● **GOAL OF THE EXERCISE**:
The answer consists solely of the data below, reproduced exactly.

● **GIVEN DATA**:
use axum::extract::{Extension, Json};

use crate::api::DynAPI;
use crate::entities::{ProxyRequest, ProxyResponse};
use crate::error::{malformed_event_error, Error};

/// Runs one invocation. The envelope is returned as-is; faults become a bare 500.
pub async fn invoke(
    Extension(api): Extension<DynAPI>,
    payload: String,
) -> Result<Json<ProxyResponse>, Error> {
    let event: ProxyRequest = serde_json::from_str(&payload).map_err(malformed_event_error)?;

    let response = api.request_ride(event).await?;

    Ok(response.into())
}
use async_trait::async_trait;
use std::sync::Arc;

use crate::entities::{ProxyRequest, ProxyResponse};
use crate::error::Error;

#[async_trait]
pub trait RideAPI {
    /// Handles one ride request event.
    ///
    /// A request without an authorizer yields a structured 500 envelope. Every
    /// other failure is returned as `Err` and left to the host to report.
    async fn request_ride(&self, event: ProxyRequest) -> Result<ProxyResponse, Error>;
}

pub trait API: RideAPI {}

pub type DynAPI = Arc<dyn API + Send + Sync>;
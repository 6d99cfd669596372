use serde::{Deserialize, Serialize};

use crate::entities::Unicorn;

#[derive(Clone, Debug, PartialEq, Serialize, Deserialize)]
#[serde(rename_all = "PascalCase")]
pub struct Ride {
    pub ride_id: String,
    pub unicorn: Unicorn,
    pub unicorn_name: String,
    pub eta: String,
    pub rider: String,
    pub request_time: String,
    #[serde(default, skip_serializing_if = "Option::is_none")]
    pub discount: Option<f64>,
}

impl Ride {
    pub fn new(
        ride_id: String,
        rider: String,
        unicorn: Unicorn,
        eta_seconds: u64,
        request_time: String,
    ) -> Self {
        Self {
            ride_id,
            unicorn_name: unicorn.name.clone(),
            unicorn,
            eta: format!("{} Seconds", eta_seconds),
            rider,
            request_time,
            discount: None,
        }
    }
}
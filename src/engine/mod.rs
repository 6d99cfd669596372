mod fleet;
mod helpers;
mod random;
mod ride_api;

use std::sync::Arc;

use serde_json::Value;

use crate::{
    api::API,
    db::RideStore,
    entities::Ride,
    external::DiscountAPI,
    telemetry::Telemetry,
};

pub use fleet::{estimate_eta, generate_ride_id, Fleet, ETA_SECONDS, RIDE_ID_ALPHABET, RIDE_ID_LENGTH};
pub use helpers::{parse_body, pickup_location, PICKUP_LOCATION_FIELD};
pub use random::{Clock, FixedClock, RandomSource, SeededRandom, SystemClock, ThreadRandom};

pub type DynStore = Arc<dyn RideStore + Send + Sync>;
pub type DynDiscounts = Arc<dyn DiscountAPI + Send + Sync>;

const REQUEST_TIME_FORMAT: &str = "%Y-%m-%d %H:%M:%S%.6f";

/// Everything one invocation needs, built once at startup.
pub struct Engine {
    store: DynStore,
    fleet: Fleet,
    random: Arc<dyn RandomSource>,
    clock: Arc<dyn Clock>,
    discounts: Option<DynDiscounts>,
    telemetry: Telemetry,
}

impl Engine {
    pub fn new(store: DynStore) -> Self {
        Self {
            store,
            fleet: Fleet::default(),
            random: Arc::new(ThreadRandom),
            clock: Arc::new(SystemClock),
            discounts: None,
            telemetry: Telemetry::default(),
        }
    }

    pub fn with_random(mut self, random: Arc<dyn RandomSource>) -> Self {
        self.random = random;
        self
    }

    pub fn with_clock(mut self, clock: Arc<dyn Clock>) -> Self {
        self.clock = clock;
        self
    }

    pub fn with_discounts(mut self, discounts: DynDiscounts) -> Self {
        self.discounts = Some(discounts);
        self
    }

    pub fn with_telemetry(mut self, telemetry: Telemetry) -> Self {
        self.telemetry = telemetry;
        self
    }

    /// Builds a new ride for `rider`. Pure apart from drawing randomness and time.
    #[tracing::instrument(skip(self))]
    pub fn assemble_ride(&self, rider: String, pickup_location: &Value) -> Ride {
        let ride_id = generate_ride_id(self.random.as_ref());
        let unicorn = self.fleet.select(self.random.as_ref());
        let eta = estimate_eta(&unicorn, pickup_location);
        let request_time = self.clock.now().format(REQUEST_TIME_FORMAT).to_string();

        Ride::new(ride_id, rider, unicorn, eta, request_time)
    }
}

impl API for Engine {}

● **WRITTEN REPLY**:
use axum::extract::{Extension, Json};

use crate::api::DynAPI;
use crate::entities::{ProxyRequest, ProxyResponse};
use crate::error::{malformed_event_error, Error};

/// Runs one invocation. The envelope is returned as-is; faults become a bare 500.
pub async fn invoke(
    Extension(api): Extension<DynAPI>,
    payload: String,
) -> Result<Json<ProxyResponse>, Error> {
    let event: ProxyRequest = serde_json::from_str(&payload).map_err(malformed_event_error)?;

    let response = api.request_ride(event).await?;

    Ok(response.into())
}
use async_trait::async_trait;
use std::sync::Arc;

use crate::entities::{ProxyRequest, ProxyResponse};
use crate::error::Error;

#[async_trait]
pub trait RideAPI {
    /// Handles one ride request event.
    ///
    /// A request without an authorizer yields a structured 500 envelope. Every
    /// other failure is returned as `Err` and left to the host to report.
    async fn request_ride(&self, event: ProxyRequest) -> Result<ProxyResponse, Error>;
}

pub trait API: RideAPI {}

pub type DynAPI = Arc<dyn API + Send + Sync>;
repository 6d99cfd669596372
use serde::{Deserialize, Serialize};

use crate::entities::Unicorn;

#[derive(Clone, Debug, PartialEq, Serialize, Deserialize)]
#[serde(rename_all = "PascalCase")]
pub struct Ride {
    pub ride_id: String,
    pub unicorn: Unicorn,
    pub unicorn_name: String,
    pub eta: String,
    pub rider: String,
    pub request_time: String,
    #[serde(default, skip_serializing_if = "Option::is_none")]
    pub discount: Option<f64>,
}

impl Ride {
    pub fn new(
        ride_id: String,
        rider: String,
        unicorn: Unicorn,
        eta_seconds: u64,
        request_time: String,
    ) -> Self {
        Self {
            ride_id,
            unicorn_name: unicorn.name.clone(),
            unicorn,
            eta: format!("{} Seconds", eta_seconds),
            rider,
            request_time,
            discount: None,
        }
    }
}
filename src/engine/mod.rs
repository 6d99cfd669596372
mod fleet;
mod helpers;
mod random;
mod ride_api;

use std::sync::Arc;

use serde_json::Value;

use crate::{
    api::API,
    db::RideStore,
    entities::Ride,
    external::DiscountAPI,
    telemetry::Telemetry,
};

pub use fleet::{estimate_eta, generate_ride_id, Fleet, ETA_SECONDS, RIDE_ID_ALPHABET, RIDE_ID_LENGTH};
pub use helpers::{parse_body, pickup_location, PICKUP_LOCATION_FIELD};
pub use random::{Clock, FixedClock, RandomSource, SeededRandom, SystemClock, ThreadRandom};

pub type DynStore = Arc<dyn RideStore + Send + Sync>;
pub type DynDiscounts = Arc<dyn DiscountAPI + Send + Sync>;

const REQUEST_TIME_FORMAT: &str = "%Y-%m-%d %H:%M:%S%.6f";

/// Everything one invocation needs, built once at startup.
pub struct Engine {
    store: DynStore,
    fleet: Fleet,
    random: Arc<dyn RandomSource>,
    clock: Arc<dyn Clock>,
    discounts: Option<DynDiscounts>,
    telemetry: Telemetry,
}

impl Engine {
    pub fn new(store: DynStore) -> Self {
        Self {
            store,
            fleet: Fleet::default(),
            random: Arc::new(ThreadRandom),
            clock: Arc::new(SystemClock),
            discounts: None,
            telemetry: Telemetry::default(),
        }
    }

    pub fn with_random(mut self, random: Arc<dyn RandomSource>) -> Self {
        self.random = random;
        self
    }

    pub fn with_clock(mut self, clock: Arc<dyn Clock>) -> Self {
        self.clock = clock;
        self
    }

    pub fn with_discounts(mut self, discounts: DynDiscounts) -> Self {
        self.discounts = Some(discounts);
        self
    }

    pub fn with_telemetry(mut self, telemetry: Telemetry) -> Self {
        self.telemetry = telemetry;
        self
    }

    /// Builds a new ride for `rider`. Pure apart from drawing randomness and time.
    #[tracing::instrument(skip(self))]
    pub fn assemble_ride(&self, rider: String, pickup_location: &Value) -> Ride {
        let ride_id = generate_ride_id(self.random.as_ref());
        let unicorn = self.fleet.select(self.random.as_ref());
        let eta = estimate_eta(&unicorn, pickup_location);
        let request_time = self.clock.now().format(REQUEST_TIME_FORMAT).to_string();

        Ride::new(ride_id, rider, unicorn, eta, request_time)
    }
}

impl API for Engine {}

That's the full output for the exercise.